Он постучал и через некоторое время услышал в доме какое-то движение и затем ее голос:

— Кто там?

— Это я, Чарли, — отозвался он тихонько. Шел мелкий моросящий дождь, и он стоял у хижины, зажав в кулаке сигарету, ожидая, когда в замочной скважине повернется ключ. Неба над головой не было видно, повсюду кругом царила кромешная тьма, нарушаемая лишь небрежно раскиданными точками огней. Ветер шуршал листьями, ударялись друг о друга ветки деревьев — казалось, по дереву скрежещут бесчисленные напильники. Он услышал, что дверь отпирают, и отшвырнул сигарету в слякотную темноту.

Дверь слегка приоткрылась, и он протиснулся в щель.

— Здравствуй, Фрида, моя девочка, — сказал он.

Она несла свечу в жестянке и прикрывала пламя рукой, пока он не захлопнул за собой дверь и не повернул ключ.

— Тише, — прошептала она, — не разбуди детей, — и добавила: — В такой дождь ты на улице?

— Ты недовольна? Хочешь, чтобы я ушел? — пошутил он.

— Не говори глупостей. Хотя ты давно не приходил.

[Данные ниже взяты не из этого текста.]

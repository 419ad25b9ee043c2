pub const EMR_HEADER: u32 = 0x01;
pub const EMR_EOF: u32 = 0x0E;
pub const EMR_EXTTEXTOUTA: u32 = 0x53;
pub const EMR_EXTTEXTOUTW: u32 = 0x54;
pub const EMR_POLYTEXTOUTA: u32 = 0x60;
pub const EMR_POLYTEXTOUTW: u32 = 0x61;
pub const EMR_SMALLTEXTOUT: u32 = 0x6C;

/// `" EMF"` at offset 40 of `EMR_HEADER`.
pub const EMF_SIGNATURE: [u8; 4] = *b" EMF";
const SIGNATURE_OFFSET: usize = 40;

#[derive(Debug, Clone, Copy, PartialEq, Eq)]
pub enum EmfRecordKind {
    Header,
    Eof,
    ExtTextOutA,
    ExtTextOutW,
    PolyTextOutA,
    PolyTextOutW,
    SmallTextOut,
    Other(u32),
}

impl EmfRecordKind {
    pub fn from_type(record_type: u32) -> Self {
        match record_type {
            EMR_HEADER => EmfRecordKind::Header,
            EMR_EOF => EmfRecordKind::Eof,
            EMR_EXTTEXTOUTA => EmfRecordKind::ExtTextOutA,
            EMR_EXTTEXTOUTW => EmfRecordKind::ExtTextOutW,
            EMR_POLYTEXTOUTA => EmfRecordKind::PolyTextOutA,
            EMR_POLYTEXTOUTW => EmfRecordKind::PolyTextOutW,
            EMR_SMALLTEXTOUT => EmfRecordKind::SmallTextOut,
            other => EmfRecordKind::Other(other),
        }
    }

    pub fn carries_text(self) -> bool {
        matches!(
            self,
            EmfRecordKind::ExtTextOutA
                | EmfRecordKind::ExtTextOutW
                | EmfRecordKind::PolyTextOutA
                | EmfRecordKind::PolyTextOutW
                | EmfRecordKind::SmallTextOut
        )
    }
}

/// One EMR record; `offset` and `size` cover the 8-byte header.
#[derive(Debug, Clone, Copy, PartialEq, Eq)]
pub struct EmfRecord {
    pub offset: usize,
    pub record_type: u32,
    pub size: usize,
}

impl EmfRecord {
    pub fn kind(&self) -> EmfRecordKind {
        EmfRecordKind::from_type(self.record_type)
    }

    pub fn end(&self) -> usize {
        self.offset + self.size
    }

    pub fn payload<'a>(&self, buf: &'a [u8]) -> &'a [u8] {
        buf.get(self.offset + 8..self.end()).unwrap_or_default()
    }
}

/// Iterator over EMR records.
///
/// Stops at a size below 8, a size that overruns the buffer, or after yielding `EMR_EOF`.
#[derive(Debug, Clone)]
pub struct EmfRecordIter<'a> {
    buf: &'a [u8],
    offset: usize,
    done: bool,
}

impl<'a> EmfRecordIter<'a> {
    pub fn from_offset(buf: &'a [u8], offset: usize) -> Self {
        Self {
            buf,
            offset,
            done: false,
        }
    }
}

impl Iterator for EmfRecordIter<'_> {
    type Item = EmfRecord;

    fn next(&mut self) -> Option<Self::Item> {
        if self.done {
            return None;
        }
        let offset = self.offset;
        let (Some(record_type), Some(size)) =
            (read_u32(self.buf, offset), read_u32(self.buf, offset + 4))
        else {
            self.done = true;
            return None;
        };
        let size = size as usize;
        if size < 8 || offset.checked_add(size).map_or(true, |end| end > self.buf.len()) {
            log::debug!("EMF record at offset {offset} declares size {size}; stopping");
            self.done = true;
            return None;
        }
        self.offset = offset + size;
        if record_type == EMR_EOF {
            self.done = true;
        }
        Some(EmfRecord {
            offset,
            record_type,
            size,
        })
    }
}

pub fn iterate_records(buf: &[u8]) -> EmfRecordIter<'_> {
    EmfRecordIter::from_offset(buf, 0)
}

/// Offset of the first `EMR_HEADER` carrying the `" EMF"` signature, for metafiles embedded
/// behind a presentation-stream header.
pub fn find_emf_start(buf: &[u8]) -> Option<usize> {
    let last = buf.len().checked_sub(SIGNATURE_OFFSET + EMF_SIGNATURE.len())?;
    (0..=last).find(|&pos| {
        read_u32(buf, pos) == Some(EMR_HEADER)
            && buf[pos + SIGNATURE_OFFSET..pos + SIGNATURE_OFFSET + 4] == EMF_SIGNATURE
    })
}

pub(crate) fn read_u32(buf: &[u8], offset: usize) -> Option<u32> {
    let b = buf.get(offset..offset.checked_add(4)?)?;
    Some(u32::from_le_bytes([b[0], b[1], b[2], b[3]]))
}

— Bokkie, bokkie, — засмеялся он. Они стояли в дрожащем свете.

Ее жесткие волосы были заплетены на ночь в две короткие косы по обеим сторонам лица, и он видел тяжелые холмы ее грудей под старой, застиранной фланелью ночной рубашки. Он шел следом за ней по комнате, стягивая на ходу мокрый плащ, мимо детей, которые ворочались и бормотали во сне на диванчике.

— Здесь тепло и приятно, — сказал он.

— Я зажгла примус, — ответила Фрида. — Но он плохо горит. — И, зайдя за занавеску, висевшую посреди комнаты, усмехнувшись, спросила:

— Ты пришел допить ту бутылку?

— Вот еще, — он засмеялся. — Какого черта.

Она поставила свечу на туалетный столик у кровати, и Чарли почувствовал, что у него пересохло во рту, когда он смотрел, как движутся ее полные округлые бедра под ночной рубашкой.

— Мать знает, что ты здесь? — спросила она с издевкой.